Simple, accurate sensitive and precise spectrophotometric and chemometric stability indicating techniques were adopted for the determination of Pimozide (PIM) in presence of its alkaline and acidic degradation products over a concentration range of 10–100μgmL−1. The proposed spectrophotometric technique includes first derivative (D1) spectrophotometric one at 252nm and 256.6nm in presence of its acidic and alkaline degradates, respectively, first-derivative of the ratio spectra spectrophotometry (DR1) at 292.5nm, the Q-analysis (absorption ratio) method, which involves the formation of absorbance equation at 242.2nm and 281.7nm, dual wave length method at 270.1nm and 284nm, the H-point standard addition method (HPSAM) and the mean centering of the ratio spectra method.
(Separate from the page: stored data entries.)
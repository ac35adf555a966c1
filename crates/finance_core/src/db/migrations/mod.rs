//! SQLite migration registry and executor.
//!
//! # Responsibility
//! - Register the finance schema as ordered, versioned SQL scripts.
//! - Apply every pending script inside one transaction.
//!
//! # Invariants
//! - `version` values are strictly increasing.
//! - The applied version is mirrored to `PRAGMA user_version`.
//! - A database newer than `latest_version()` is never touched.

use crate::db::{DbError, DbResult};
use log::info;
use rusqlite::Connection;

#[derive(Debug, Clone, Copy)]
struct Migration {
    version: u32,
    sql: &'static str,
}

const MIGRATIONS: &[Migration] = &[
    Migration {
        version: 1,
        sql: include_str!("0001_init.sql"),
    },
    Migration {
        version: 2,
        sql: include_str!("0002_fk_indexes.sql"),
    },
];

/// Returns the latest migration version known by this binary.
pub fn latest_version() -> u32 {
    MIGRATIONS.last().map_or(0, |migration| migration.version)
}

/// Applies all pending migrations on the provided connection.
///
/// # Errors
/// - `DbError::UnsupportedSchemaVersion` when the file was written by a newer build.
/// - `DbError::Sqlite` when a script fails; nothing is committed in that case.
pub fn apply_migrations(conn: &mut Connection) -> DbResult<()> {
    let current_version = current_user_version(conn)?;
    let latest = latest_version();

    if current_version > latest {
        return Err(DbError::UnsupportedSchemaVersion {
            db_version: current_version,
            latest_supported: latest,
        });
    }

    if current_version == latest {
        return Ok(());
    }

    let tx = conn.transaction()?;
    for migration in MIGRATIONS {
        if migration.version <= current_version {
            continue;
        }

        tx.execute_batch(migration.sql)?;
        tx.execute_batch(&format!("PRAGMA user_version = {};", migration.version))?;
    }
    tx.commit()?;

    info!(
        "event=db_migrate module=db status=ok from_version={} to_version={}",
        current_version, latest
    );
    Ok(())
}

/// Reads the schema version stored in `PRAGMA user_version`.
pub fn current_user_version(conn: &Connection) -> DbResult<u32> {
    let version = conn.query_row("PRAGMA user_version;", [], |row| row.get::<_, u32>(0))?;
    Ok(version)
}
The second technique is chemometric methods which include determination of PIM in presence of both its acidic and alkaline degradates using multivariate calibration methods [the classical least squares (CLS), principle component regression (PCR) and partial least squares (PLS)] using the information contained in the absorption spectra. The proposed methods have been successfully applied to the analysis of PIM in pharmaceutical dosage forms without interference from other dosage form additives and the results were statistically compared with the official method.